On the other hand...if you can have honest conversations about this and get and give honest answers, then you may be genuinely surprised...you may have found a gem that others have overlooked because of the kid.
I say give it a chance...but be careful with the little one at first.... autistic kids tend to be shy, but latch on once they get used to you.... any kind of major change in their lives and routines can be absolutely devastating....be careful but enjoy.
Snakes (Rich )
when i worked in a sheltered workshop
for developmentally delayed adults, i was
pregnant with my first child....
one old woman in her 80's, Rose, who
was the mother of a 60+ YO man in the
program looked at my pregnant belly and
declared the truest statement i have ever
heard, and i am 4 kids into parenthood:
"you got kids, you got trouble"
just comes in different packages is what i can figure....

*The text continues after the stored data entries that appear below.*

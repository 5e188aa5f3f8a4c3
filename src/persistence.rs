//! Key-value persistence layer for SealChain
//!
//! The chain manager never talks to a database directly. It goes through
//! [`KeyValueStore`], keyed by the decimal block height, with whole
//! serialized blocks as values.

use rusqlite::{params, Connection, OptionalExtension};
use std::collections::BTreeMap;
use std::sync::{Arc, Mutex};
use thiserror::Error;

/// Failure reported by a storage backend.
#[derive(Debug, Clone, PartialEq, Eq, Error)]
pub enum StoreError {
    #[error("key not found: {0}")]
    NotFound(String),
    #[error("read failed: {0}")]
    Read(String),
    #[error("write failed: {0}")]
    Write(String),
}

/// Abstraction for storage backends. A `put` must be atomic: a concurrent
/// reader sees either the previous value or the new one, never a mix.
pub trait KeyValueStore: Send + Sync {
    fn get(&self, key: &str) -> Result<Vec<u8>, StoreError>;
    fn put(&self, key: &str, value: &[u8]) -> Result<(), StoreError>;
    fn count(&self) -> Result<u64, StoreError>;
}

/// SQLite-backed store. One row per block height.
pub struct Database {
    conn: Mutex<Connection>,
}

impl Database {
    pub fn open(path: &str) -> Result<Self, StoreError> {
        let conn = Connection::open(path)
            .map_err(|e| StoreError::Read(format!("Failed to open database: {}", e)))?;

        conn.execute(
            "CREATE TABLE IF NOT EXISTS ledger (
                key TEXT PRIMARY KEY,
                value BLOB NOT NULL
            )",
            [],
        )
        .map_err(|e| StoreError::Write(format!("Failed to create ledger table: {}", e)))?;

        tracing::debug!("Opened ledger database at {}", path);
        Ok(Database { conn: Mutex::new(conn) })
    }

    /// Flushes and closes the underlying connection.
    pub fn close(self) -> Result<(), StoreError> {
        let conn = self
            .conn
            .into_inner()
            .map_err(|_| StoreError::Write("Mutex poisoned".to_string()))?;
        conn.close()
            .map_err(|(_, e)| StoreError::Write(format!("Failed to close database: {}", e)))
    }
}

impl KeyValueStore for Database {
    fn get(&self, key: &str) -> Result<Vec<u8>, StoreError> {
        let conn = self.conn.lock().map_err(|_| StoreError::Read("Mutex poisoned".to_string()))?;
        conn.query_row(
            "SELECT value FROM ledger WHERE key = ?1",
            params![key],
            |row| row.get::<_, Vec<u8>>(0),
        )
        .optional()
        .map_err(|e| StoreError::Read(format!("Failed to read key {}: {}", key, e)))?
        .ok_or_else(|| StoreError::NotFound(key.to_string()))
    }

    fn put(&self, key: &str, value: &[u8]) -> Result<(), StoreError> {
        let conn = self.conn.lock().map_err(|_| StoreError::Write("Mutex poisoned".to_string()))?;
        conn.execute(
            "INSERT OR REPLACE INTO ledger (key, value) VALUES (?1, ?2)",
            params![key, value],
        )
        .map_err(|e| StoreError::Write(format!("Failed to write key {}: {}", key, e)))?;
        Ok(())
    }

    fn count(&self) -> Result<u64, StoreError> {
        let conn = self.conn.lock().map_err(|_| StoreError::Read("Mutex poisoned".to_string()))?;
        let count: i64 = conn
            .query_row("SELECT COUNT(*) FROM ledger", [], |row| row.get(0))
            .map_err(|e| StoreError::Read(format!("Failed to count entries: {}", e)))?;
        Ok(count as u64)
    }
}

/// Simple in-memory store useful for tests and ephemeral runs.
///
/// Clones share the same map, so a test can keep one handle while the
/// chain manager owns another.
#[derive(Clone, Default)]
pub struct InMemoryStore {
    entries: Arc<Mutex<BTreeMap<String, Vec<u8>>>>,
}

impl InMemoryStore {
    pub fn new() -> Self {
        Self::default()
    }
}

impl KeyValueStore for InMemoryStore {
    fn get(&self, key: &str) -> Result<Vec<u8>, StoreError> {
        let entries = self.entries.lock().map_err(|_| StoreError::Read("Mutex poisoned".to_string()))?;
        entries
            .get(key)
            .cloned()
            .ok_or_else(|| StoreError::NotFound(key.to_string()))
    }

    fn put(&self, key: &str, value: &[u8]) -> Result<(), StoreError> {
        let mut entries = self.entries.lock().map_err(|_| StoreError::Write("Mutex poisoned".to_string()))?;
        entries.insert(key.to_string(), value.to_vec());
        Ok(())
    }

    fn count(&self) -> Result<u64, StoreError> {
        let entries = self.entries.lock().map_err(|_| StoreError::Read("Mutex poisoned".to_string()))?;
        Ok(entries.len() as u64)
    }
}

educate yourself to the issues or better yet, ask the
mom what she would want you to know.....
good luck with all of it
Every child is an individual. Autism is a very diverse condition. Just go and meet the child and see what he is like. You may be surprised....there are stereotypes of autism and then there are real people. Many kids are labelled as autistic at ages 2 and 3, and by age 5 they have made significant strides in language learning and relatedness, and will grow up to be successful. I did. But not everyone. Some will still face significant challenges. Just see what he is like and don't come with presuppositions of what an autistic child is supposed to be like.
I think it is great that you are interested in this lady and are thinking responsibly about the relationship. Autism is a blanket for a number of conditions some more severe than others. I have a severly autistic nephew in a special school and a child of my own with high functioning autism. Both are very different in many ways and surprisingly similar in others. My nephew has little interest in the people around him my son is loving and caring desperately cute and fearless.
I think until you know what level of autism you are dealing with it is difficult to know how you feel about it. I would get to know this lady first, get her to talk about her child. Then meet her child on another occasion and see what they are like. If you want to take it further then find out more about the specifics of the autism involved.
Remember some so called normal children can be challenging, mean and narrow minded and autistic children can be surprising, lovable and exceptional. It is a little early to be put off by a label.